It’s no secret that Vancouver is something of a haven for movie-makers.
Appropriately styled “Hollywood North” (though we do share the nickname with Toronto), the West Coast city has been the background in many blockbusters, the hometown of a few A-listers, and the training ground for up-and-comers in the industry, either in front of or behind the camera.
So it comes as no surprise that when MovieMaker Magazine released this year’s ranking of the best cities in North America for movie makers to live and work, Vancouver took the silver spot.
The ranking even placed our city higher than the actual Hollywood, which came in third – this could be due in part to BC’s tax credits, with 338 films qualifying for the cut this year, according to MovieMaker Magazine.
“It’s great to hear that Vancouver is once again being recognized as one of the top places to live and work as a movie maker,” said Vancouver mayor, Gregor Robertson, in the release from MovieMaker.
“Vancouver’s reputation as ‘Hollywood North’ has only grown in recent years, thanks to our city’s world-class technical and creative talent, robust film infrastructure, strong local economy, and abundant backdrops of natural beauty.”
Sitting at the number one spot is Atlanta, Georgia, as there are huge incentives for films to shoot within their state lines.
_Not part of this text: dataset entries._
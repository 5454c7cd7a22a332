//! Monitor protocol client over TCP.
//!
//! ```text
//! connect(port) ─► read greeting {"QMP": …}
//!               ─► send qmp_capabilities ─► wait for {"return": …}
//!               ─► reader task: events → sink, replies → log
//! send(cmd)     ─► write CRLF-terminated JSON on the write half
//! ```
//!
//! There is no automatic reconnect. A lost channel stays lost until the next
//! session creates a new client.

use std::sync::Arc;
use std::time::Duration;

use tokio::io::{AsyncReadExt, AsyncWriteExt};
use tokio::net::TcpStream;
use tokio::net::tcp::{OwnedReadHalf, OwnedWriteHalf};
use tokio::task::JoinHandle;
use tracing::{debug, info, warn};

use crate::error::MonitorError;
use crate::vm::qmp::{FrameDecoder, FrameError, QmpCommand, QmpEvent, QmpMessage};

/// Receives asynchronous events from the reader task.
pub type EventSink = Arc<dyn Fn(QmpEvent) + Send + Sync>;

/// Bound on the greeting + capabilities exchange.
const HANDSHAKE_TIMEOUT: Duration = Duration::from_secs(5);

/// A negotiated monitor channel.
pub struct MonitorClient {
    port: u16,
    writer: Option<OwnedWriteHalf>,
    reader: Option<JoinHandle<()>>,
}

impl std::fmt::Debug for MonitorClient {
    fn fmt(&self, f: &mut std::fmt::Formatter<'_>) -> std::fmt::Result {
        f.debug_struct("MonitorClient")
            .field("port", &self.port)
            .field("open", &self.is_open())
            .finish()
    }
}

impl MonitorClient {
    /// Connect to the engine's monitor on `localhost:<port>` and negotiate.
    pub async fn connect(port: u16, sink: EventSink) -> Result<Self, MonitorError> {
        let stream = TcpStream::connect(("localhost", port))
            .await
            .map_err(|source| MonitorError::Connection { port, source })?;
        let _ = stream.set_nodelay(true);
        let (mut read, mut write) = stream.into_split();
        let mut decoder = FrameDecoder::new();

        tokio::time::timeout(
            HANDSHAKE_TIMEOUT,
            handshake(&mut read, &mut write, &mut decoder),
        )
        .await
        .map_err(|_| MonitorError::Handshake("timed out".into()))??;

        info!(port, "monitor channel negotiated");
        let reader = tokio::spawn(read_loop(port, read, decoder, sink));

        Ok(Self {
            port,
            writer: Some(write),
            reader: Some(reader),
        })
    }

    /// Connect with retries while the engine's listener comes up.
    ///
    /// Only refused/failed connects are retried; a peer that accepts but
    /// fails the handshake is reported at once.
    pub async fn connect_with_retry(
        port: u16,
        attempts: u32,
        backoff: Duration,
        sink: EventSink,
    ) -> Result<Self, MonitorError> {
        let attempts = attempts.max(1);
        let mut attempt = 1;
        loop {
            match Self::connect(port, Arc::clone(&sink)).await {
                Ok(client) => {
                    debug!(port, attempt, "monitor ready");
                    return Ok(client);
                }
                Err(MonitorError::Connection { .. }) if attempt < attempts => {
                    let wait = (backoff * attempt).min(Duration::from_secs(1));
                    debug!(port, attempt, wait_ms = wait.as_millis() as u64, "monitor not ready yet");
                    tokio::time::sleep(wait).await;
                    attempt += 1;
                }
                Err(e) => return Err(e),
            }
        }
    }

    pub fn port(&self) -> u16 {
        self.port
    }

    pub fn is_open(&self) -> bool {
        self.writer.is_some()
    }

    /// Write one command. Does not wait for the reply.
    pub async fn send(&mut self, command: &QmpCommand) -> Result<(), MonitorError> {
        let writer = self.writer.as_mut().ok_or(MonitorError::Closed)?;
        let wire = command.to_wire();
        writer
            .write_all(wire.as_bytes())
            .await
            .map_err(|e| MonitorError::Send(e.to_string()))?;
        writer
            .flush()
            .await
            .map_err(|e| MonitorError::Send(e.to_string()))?;
        debug!(port = self.port, command = command.name(), "monitor command sent");
        Ok(())
    }

    /// Shut the socket down. Further sends fail with [`MonitorError::Closed`];
    /// the reader task ends when the client is dropped.
    pub async fn close(&mut self) {
        if let Some(mut writer) = self.writer.take() {
            let _ = writer.shutdown().await;
            debug!(port = self.port, "monitor channel closed");
        }
    }
}

impl Drop for MonitorClient {
    fn drop(&mut self) {
        if let Some(reader) = self.reader.take() {
            reader.abort();
        }
    }
}

// ---------------------------------------------------------------------------
// Wire helpers
// ---------------------------------------------------------------------------

async fn handshake(
    read: &mut OwnedReadHalf,
    write: &mut OwnedWriteHalf,
    decoder: &mut FrameDecoder,
) -> Result<(), MonitorError> {
    match next_message(read, decoder).await? {
        QmpMessage::Greeting(_) => {}
        other => {
            return Err(MonitorError::Handshake(format!(
                "unexpected greeting: {other:?}"
            )));
        }
    }

    write
        .write_all(QmpCommand::Capabilities.to_wire().as_bytes())
        .await
        .map_err(|e| MonitorError::Handshake(e.to_string()))?;

    loop {
        match next_message(read, decoder).await? {
            QmpMessage::Return(_) => return Ok(()),
            QmpMessage::Error { class, desc } => {
                return Err(MonitorError::Handshake(format!("{class}: {desc}")));
            }
            // Events may arrive before the capabilities reply.
            _ => {}
        }
    }
}

async fn next_message(
    read: &mut OwnedReadHalf,
    decoder: &mut FrameDecoder,
) -> Result<QmpMessage, MonitorError> {
    let mut chunk = [0u8; 4096];
    loop {
        if let Some(frame) = decoder.next_frame() {
            return frame
                .map(QmpMessage::from_value)
                .map_err(|e| MonitorError::Handshake(e.to_string()));
        }
        let n = read
            .read(&mut chunk)
            .await
            .map_err(|e| MonitorError::Handshake(e.to_string()))?;
        if n == 0 {
            return Err(MonitorError::Handshake("connection closed by peer".into()));
        }
        decoder.push(&chunk[..n]);
    }
}

/// Forward events until the socket closes. A malformed frame is logged and
/// skipped; only EOF, a read error or an oversized frame end the loop.
async fn read_loop(port: u16, mut read: OwnedReadHalf, mut decoder: FrameDecoder, sink: EventSink) {
    let mut chunk = [0u8; 4096];
    loop {
        while let Some(frame) = decoder.next_frame() {
            match frame {
                Ok(value) => dispatch(port, QmpMessage::from_value(value), &sink),
                Err(FrameError::Malformed(e)) => {
                    warn!(port, error = %e, "skipping malformed monitor frame");
                }
                Err(e @ FrameError::TooLarge) => {
                    warn!(port, error = %e, "monitor reader finished");
                    return;
                }
            }
        }
        match read.read(&mut chunk).await {
            Ok(0) => {
                debug!(port, "monitor closed by peer");
                return;
            }
            Ok(n) => decoder.push(&chunk[..n]),
            Err(e) => {
                debug!(port, error = %e, "monitor reader finished");
                return;
            }
        }
    }
}

fn dispatch(port: u16, message: QmpMessage, sink: &EventSink) {
    match message {
        QmpMessage::Event(event) => {
            info!(port, event = %event.name, "monitor event");
            sink(event);
        }
        QmpMessage::Return(_) => debug!(port, "monitor command acknowledged"),
        QmpMessage::Error { class, desc } => {
            warn!(port, class = %class, desc = %desc, "monitor command rejected");
        }
        other => debug!(port, message = ?other, "unhandled monitor message"),
    }
}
A program started in 2008 promises a 20% tax credit, along with an additional 10% for productions that include promotions.
Since then, the city has seen an influx of development centring around the film industry, and a total of $2.65 billion was spent on film and TV production in the state in 2017 alone, according to to the Georgia Department of Economic Development.
As for Vancouver, the movie and TV industry provides roughly 19,000 jobs for those in the area, and is responsible for over $409 million in salaries – though the number of jobs provided increases to around 42,000 when looking at BC as a whole.
And the other “Hollywood North?” Toronto ranks eighth on the list – not a bad spot to be in, but let’s be honest… it’s no Vancouver.